I also work on the Small Bodies Node of the Planetary Data System, which archives planetary data related to asteroids, comets, and dust. In connection with that activity, I supplied software to the 2MASS infrared sky-survey project to predict which asteroids, comets, and planets might appear in each of the 2MASS scans. Over the course of the multi-year project, we extracted a homogeneous set of infrared JHK magnitudes for thousands of asteroids. That same software will soon be adapted for use with the upcoming WISE spacecraft mission.

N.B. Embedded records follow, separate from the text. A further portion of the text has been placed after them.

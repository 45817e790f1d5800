//! The durable message record and the writes allowed against it.

use serde::{Deserialize, Serialize};
use std::fmt;

use crate::domain::foundation::{RecordId, Timestamp};

use super::MessageStatus;

/// Which side of the bus a record belongs to.
///
/// Both sides share the record shape; received records additionally carry
/// the name of the handler that owns that copy.
#[derive(Debug, Clone, Copy, PartialEq, Eq, Hash, Serialize, Deserialize)]
#[serde(rename_all = "lowercase")]
pub enum MessageKind {
    Published,
    Received,
}

impl MessageKind {
    pub const ALL: [MessageKind; 2] = [MessageKind::Published, MessageKind::Received];

    pub fn as_str(&self) -> &'static str {
        match self {
            MessageKind::Published => "published",
            MessageKind::Received => "received",
        }
    }
}

impl fmt::Display for MessageKind {
    fn fmt(&self, f: &mut fmt::Formatter<'_>) -> fmt::Result {
        f.write_str(self.as_str())
    }
}

/// A message record that has not been written to storage yet.
///
/// Storage assigns the identity on save and hands back a [`RecordId`].
#[derive(Debug, Clone, PartialEq, Serialize, Deserialize)]
pub struct NewMessage {
    pub msg_id: String,
    pub environment: String,
    pub event_name: String,
    /// Present only on received records.
    pub event_handler_name: Option<String>,
    pub event_body: String,
    /// Serialized string-keyed extension map.
    pub event_items: String,
    pub create_time: Timestamp,
    pub delay_at: Option<Timestamp>,
    pub expire_time: Option<Timestamp>,
    pub retry_count: u32,
    pub status: MessageStatus,
    pub is_locking: bool,
    pub lock_end: Option<Timestamp>,
}

impl NewMessage {
    /// Creates a `Scheduled` record created now, with no lease held.
    pub fn scheduled(
        environment: impl Into<String>,
        event_name: impl Into<String>,
        msg_id: impl Into<String>,
        event_body: impl Into<String>,
        event_items: impl Into<String>,
    ) -> Self {
        Self {
            msg_id: msg_id.into(),
            environment: environment.into(),
            event_name: event_name.into(),
            event_handler_name: None,
            event_body: event_body.into(),
            event_items: event_items.into(),
            create_time: Timestamp::now(),
            delay_at: None,
            expire_time: None,
            retry_count: 0,
            status: MessageStatus::Scheduled,
            is_locking: false,
            lock_end: None,
        }
    }

    /// Marks this record as owned by the given consumer.
    pub fn for_handler(mut self, handler_name: impl Into<String>) -> Self {
        self.event_handler_name = Some(handler_name.into());
        self
    }

    /// Sets the not-before time.
    pub fn delayed_until(mut self, delay_at: Option<Timestamp>) -> Self {
        self.delay_at = delay_at;
        self
    }

    /// Inserts the record already leased until `lock_end`.
    pub fn leased_until(mut self, lock_end: Timestamp) -> Self {
        self.is_locking = true;
        self.lock_end = Some(lock_end);
        self
    }

    /// Attaches the storage-assigned identity.
    pub fn into_record(self, id: RecordId) -> MessageRecord {
        MessageRecord {
            id,
            msg_id: self.msg_id,
            environment: self.environment,
            event_name: self.event_name,
            event_handler_name: self.event_handler_name,
            event_body: self.event_body,
            event_items: self.event_items,
            create_time: self.create_time,
            delay_at: self.delay_at,
            expire_time: self.expire_time,
            retry_count: self.retry_count,
            status: self.status,
            is_locking: self.is_locking,
            lock_end: self.lock_end,
        }
    }
}

/// A stored message record.
#[derive(Debug, Clone, PartialEq, Serialize, Deserialize)]
pub struct MessageRecord {
    pub id: RecordId,
    pub msg_id: String,
    pub environment: String,
    pub event_name: String,
    pub event_handler_name: Option<String>,
    pub event_body: String,
    pub event_items: String,
    pub create_time: Timestamp,
    pub delay_at: Option<Timestamp>,
    pub expire_time: Option<Timestamp>,
    pub retry_count: u32,
    pub status: MessageStatus,
    pub is_locking: bool,
    pub lock_end: Option<Timestamp>,
}

impl MessageRecord {
    /// A lease can be taken when none is held or the held one has elapsed.
    pub fn is_lockable_at(&self, now: &Timestamp) -> bool {
        if !self.is_locking {
            return true;
        }
        match &self.lock_end {
            Some(end) => end.is_before(now),
            None => true,
        }
    }

    /// Whether the not-before time (if any) has been reached.
    pub fn is_due_at(&self, now: &Timestamp) -> bool {
        self.delay_at.map_or(true, |at| !at.is_after(now))
    }

    /// Whether the expiry coordinator may remove this record.
    pub fn is_expired_at(&self, now: &Timestamp) -> bool {
        self.status == MessageStatus::Succeeded
            && self.expire_time.map_or(false, |at| at.is_before(now))
    }
}

/// The terminal write applied after a send or handle attempt.
///
/// Construction enforces that an expiry time accompanies `Succeeded` only.
#[derive(Debug, Clone, Copy, PartialEq, Eq)]
pub struct StatusUpdate {
    status: MessageStatus,
    retry_count: u32,
    expire_time: Option<Timestamp>,
}

impl StatusUpdate {
    pub fn succeeded(retry_count: u32, expire_time: Timestamp) -> Self {
        Self {
            status: MessageStatus::Succeeded,
            retry_count,
            expire_time: Some(expire_time),
        }
    }

    pub fn failed(retry_count: u32) -> Self {
        Self {
            status: MessageStatus::Failed,
            retry_count,
            expire_time: None,
        }
    }

    pub fn status(&self) -> MessageStatus {
        self.status
    }

    pub fn retry_count(&self) -> u32 {
        self.retry_count
    }

    pub fn expire_time(&self) -> Option<Timestamp> {
        self.expire_time
    }
}
//! Wire envelope placed on the broker.

use serde::{Deserialize, Serialize};
use std::collections::HashMap;
use std::fmt;

use crate::domain::foundation::Timestamp;

use super::MessageRecord;

/// Item keys the publisher always writes into the extension map.
pub mod item_keys {
    pub const MSG_ID: &str = "eventbus-msg-id";
    pub const EVENT_NAME: &str = "eventbus-event-name";
    pub const SEND_AT: &str = "eventbus-send-at";
    pub const DELAY_AT: &str = "eventbus-delay-at";
}

/// Self-contained envelope exchanged with the broker.
///
/// Matched back to a message record on the receiving side by `msg_id`.
#[derive(Debug, Clone, PartialEq, Serialize, Deserialize)]
#[serde(rename_all = "PascalCase")]
pub struct MessageTransferModel {
    pub event_name: String,
    pub environment: String,
    pub msg_id: String,
    pub msg_body: String,
    #[serde(default)]
    pub items: HashMap<String, String>,
    pub send_at: Timestamp,
    #[serde(default)]
    pub delay_at: Option<Timestamp>,
}

impl MessageTransferModel {
    /// Rebuilds the envelope for a stored record, using its creation time
    /// as the send time.
    pub fn from_record(record: &MessageRecord, items: HashMap<String, String>) -> Self {
        Self {
            event_name: record.event_name.clone(),
            environment: record.environment.clone(),
            msg_id: record.msg_id.clone(),
            msg_body: record.event_body.clone(),
            items,
            send_at: record.create_time,
            delay_at: record.delay_at,
        }
    }

    /// Whether handling must wait for the delay to elapse.
    pub fn is_delayed(&self) -> bool {
        self.delay_at.map_or(false, |at| !at.has_passed())
    }
}

impl fmt::Display for MessageTransferModel {
    fn fmt(&self, f: &mut fmt::Formatter<'_>) -> fmt::Result {
        write!(
            f,
            "{}:{} (env={}, send_at={})",
            self.event_name, self.msg_id, self.environment, self.send_at
        )
    }
}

The orbit of Charon. The dots represent the observations, and the solid curve represents the fitted orbit. To minimize the scatter produced by the varying sub-Earth latitude and topocentric distance during the fifteen months spanned by the observations, the data have been corrected to the single orbit interval centered on the epoch 1993 February 22. The orbital angular momentum vector points roughly toward the west, and the eastern portion of the orbit passes on the near side of Pluto.
Pluto-Charon research is being carried out in collaboration with Marc Buie, Lowell Observatory. Satellite mutual event analysis is being done with Kaare Aksnes, Institute of Theoretical Astrophysics, University of Oslo, Norway.